Kelsey didn’t respond. Protected by six feet of wall, she was too busy closing her eyes, shaking her head and wishing her mom wasn’t so impossibly social. Dora Schaeffer had never met a stranger. Any tourist who came in more than once was remembered, along with where they were from and where they were going. She also knew every resident for a radius of fifty miles. If she didn’t know them personally, she knew of them, about them and who they were related to—along with most of their business. People tended to confide in her and what they didn’t confide, she overheard or pried out on her own. It was widely rumored that between her, Agnes Waters at the general store and Claire McGraw, the mayor’s wife, there was hardly a secret in town.
The only person her mom didn’t know as well as she thought she did was her own daughter.
There were advantages to that small failing. In a matter of seconds, it became apparent that she’d never had a clue about her daughter’s wild crush on the man watching her reluctantly step back into view. Her mom didn’t even seem to think she knew who Sam was.
“Kelsey, this is Tom and Janelle Collier’s nephew, Sam. He’s taking time off to work on the old Baker place for his sister.” The arches of her pale eyebrows merged. “I told you the Bakers finally sold the place, didn’t I? After Jenny married Doctor Reid?

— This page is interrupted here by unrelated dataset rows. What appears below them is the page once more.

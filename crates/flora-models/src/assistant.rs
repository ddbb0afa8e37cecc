//! Plant assistant messages.
//!
//! Replies come from a fixed keyword table; there is no language model
//! behind the assistant.

use chrono::{DateTime, Utc};
use serde::{Deserialize, Serialize};
use uuid::Uuid;
use validator::Validate;

/// Opening message shown before the user has asked anything.
pub const GREETING: &str =
    "Hello! I'm Flora, your smart plant care assistant 🌿 How can I help today?";

const FALLBACK_REPLY: &str = "I'm here to assist you with anything related to plants 🌿 Try asking about 'plant disease' or 'crop recommendation'.";

/// Keywords (English and Arabic) and the reply they trigger, in match order.
const REPLIES: &[(&[&str], &str)] = &[
    (
        &["disease", "مرض"],
        "You can upload a picture of the plant leaf to the Disease Detection system, and I’ll tell you whether the plant is healthy or sick 🌱",
    ),
    (
        &["crop", "محصول"],
        "The Crop Recommendation system helps you choose the most suitable crops based on soil and climate conditions 🌾",
    ),
    (
        &["team", "فريق"],
        "Flora was developed by a talented team of four students: Mai Mohamed, Shahd Hesham, Nour Hossam, and Selvia Nasser 💚",
    ),
    (
        &["how", "كيف"],
        "Flora uses advanced AI models to analyze plant images and agricultural data 🤖",
    ),
];

/// Pick the reply for a user message. First matching keyword wins.
pub fn reply_for(input: &str) -> &'static str {
    let input = input.to_lowercase();
    REPLIES
        .iter()
        .find(|(keywords, _)| keywords.iter().any(|k| input.contains(k)))
        .map(|(_, reply)| *reply)
        .unwrap_or(FALLBACK_REPLY)
}

/// Who sent a chat message. The gateway only ever answers as the bot.
#[derive(Debug, Clone, Copy, PartialEq, Eq, Serialize, Deserialize)]
#[serde(rename_all = "snake_case")]
pub enum Sender {
    Bot,
}

/// Incoming chat message.
#[derive(Debug, Clone, Deserialize, Validate)]
pub struct ChatRequest {
    #[validate(length(min = 1, max = 1000, message = "message must be 1-1000 characters"))]
    pub message: String,
}

impl ChatRequest {
    /// Trimmed copy, so whitespace-only messages fail validation.
    pub fn trimmed(&self) -> Self {
        Self {
            message: self.message.trim().to_string(),
        }
    }
}

/// A single chat message.
#[derive(Debug, Clone, Serialize, Deserialize)]
pub struct AssistantMessage {
    pub id: String,
    pub text: String,
    pub sender: Sender,
    pub timestamp: DateTime<Utc>,
}

impl AssistantMessage {
    pub fn bot(text: impl Into<String>) -> Self {
        Self {
            id: Uuid::new_v4().to_string(),
            text: text.into(),
            sender: Sender::Bot,
            timestamp: Utc::now(),
        }
    }

    /// The assistant's answer to a user message.
    pub fn reply_to(input: &str) -> Self {
        Self::bot(reply_for(input))
    }
}
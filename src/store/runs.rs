//! One-shot scan run records

use super::{json_column, parse_column, Database, ScanRun};
use crate::WatchResult;
use rusqlite::{params, OptionalExtension, Row};

const RUN_COLUMNS: &str = "token, ranges, method, params, status, progress, output, total_hosts, \
     online_count, new_count, offline_count, error, created_at, started_at, finished_at";

fn run_from_row(row: &Row<'_>) -> rusqlite::Result<ScanRun> {
    let ranges: String = row.get(1)?;
    let method: String = row.get(2)?;
    let params: String = row.get(3)?;
    let status: String = row.get(4)?;
    Ok(ScanRun {
        token: row.get(0)?,
        ranges: json_column(1, &ranges)?,
        method: parse_column(2, &method)?,
        params: json_column(3, &params)?,
        status: parse_column(4, &status)?,
        progress: row.get::<_, i64>(5)?.clamp(0, 100) as u8,
        output: row.get(6)?,
        total_hosts: row.get::<_, i64>(7)? as u64,
        online_count: row.get::<_, i64>(8)? as u64,
        new_count: row.get::<_, i64>(9)? as u64,
        offline_count: row.get::<_, i64>(10)? as u64,
        error: row.get(11)?,
        created_at: row.get(12)?,
        started_at: row.get(13)?,
        finished_at: row.get(14)?,
    })
}

impl Database {
    /// Insert or overwrite the whole run record
    pub fn save_run(&self, run: &ScanRun) -> WatchResult<()> {
        let conn = self.lock()?;
        conn.execute(
            &format!(
                "INSERT OR REPLACE INTO scan_runs ({}) VALUES
                 (?1, ?2, ?3, ?4, ?5, ?6, ?7, ?8, ?9, ?10, ?11, ?12, ?13, ?14, ?15)",
                RUN_COLUMNS
            ),
            params![
                run.token,
                serde_json::to_string(&run.ranges)?,
                run.method.as_str(),
                serde_json::to_string(&run.params)?,
                run.status.as_str(),
                run.progress as i64,
                run.output,
                run.total_hosts as i64,
                run.online_count as i64,
                run.new_count as i64,
                run.offline_count as i64,
                run.error,
                run.created_at,
                run.started_at,
                run.finished_at,
            ],
        )?;
        Ok(())
    }

    /// Cheap progress write used while a run streams output
    pub fn update_run_progress(&self, token: &str, progress: u8, output: &str) -> WatchResult<()> {
        let conn = self.lock()?;
        conn.execute(
            "UPDATE scan_runs SET progress = MAX(progress, ?2), output = ?3 WHERE token = ?1",
            params![token, progress as i64, output],
        )?;
        Ok(())
    }

    pub fn get_run(&self, token: &str) -> WatchResult<Option<ScanRun>> {
        let conn = self.lock()?;
        let run = conn
            .query_row(
                &format!("SELECT {} FROM scan_runs WHERE token = ?1", RUN_COLUMNS),
                params![token],
                run_from_row,
            )
            .optional()?;
        Ok(run)
    }

    /// Newest runs first
    pub fn recent_runs(&self, limit: usize) -> WatchResult<Vec<ScanRun>> {
        let conn = self.lock()?;
        let mut stmt = conn.prepare(&format!(
            "SELECT {} FROM scan_runs ORDER BY created_at DESC LIMIT ?1",
            RUN_COLUMNS
        ))?;
        let runs = stmt
            .query_map(params![limit as i64], run_from_row)?
            .collect::<rusqlite::Result<Vec<_>>>()?;
        Ok(runs)
    }
}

“Anyway,” she hurried on, sounding as if she didn’t want to sidetrack herself as she turned back to the man quietly watching her strangely silent daughter, “Kelsey is helping out through the holiday, like I told you.” Holding her casted arm protectively at her waist, she set a napkin and utensils on the counter for him. “I don’t know what I’d have done if she hadn’t been able to make it. It’s just us locals and a few lowlanders on vacation out at the lakes right now, but give it two days and that road out there will be bumper-to-bumper with folk coming to celebrate the Fourth of July. They’re all going to be hungry, too.”
He had big hands. Kelsey noticed that as he wrapped one around his mug. He had a nice smile, too. A little reserved. Kind of sexy.
He was smiling at her. Feeling an odd jolt join her panic, she jerked her attention to the older man pouring more maple syrup over the melted butter on his pancakes.
“Good thing you had her to call on, Dora,” Amos informed her mom. “You’d have been up a creek with Betsy being gone like she is. You thinkin’ to hire somebody to help her when she gets back?” He aimed his fork at her cast. “Leastwise until you get rid of that thing?”
Not by a hair did her mom’s tight bun budge as she adamantly shook her head. “Betsy will take her shifts and I’ll take mine,” she insisted, speaking of her part-time cook, and new grandmother of twins. The birth of those babies had required Betsy Parker’s presence in Burlington to help her daughter and son-in-law—right through the busiest week of summer.
“I just need to get used to this thing,” Dora muttered, frowning stubbornly at her encumbrance. “Once the crowds are gone this weekend I’ll be fine. In the meantime, I’ll have Kelsey freeze me up a bunch of pies and such in case Betsy needs more time with those babies.”
The frown melted as she glanced back at Sam. “You used to come in here when Kelsey was in high school,” she reminded him, returning to what she’d rather talk about. “When she wasn’t in the kitchen, she waited tables for me. You might remember having seen her back then.”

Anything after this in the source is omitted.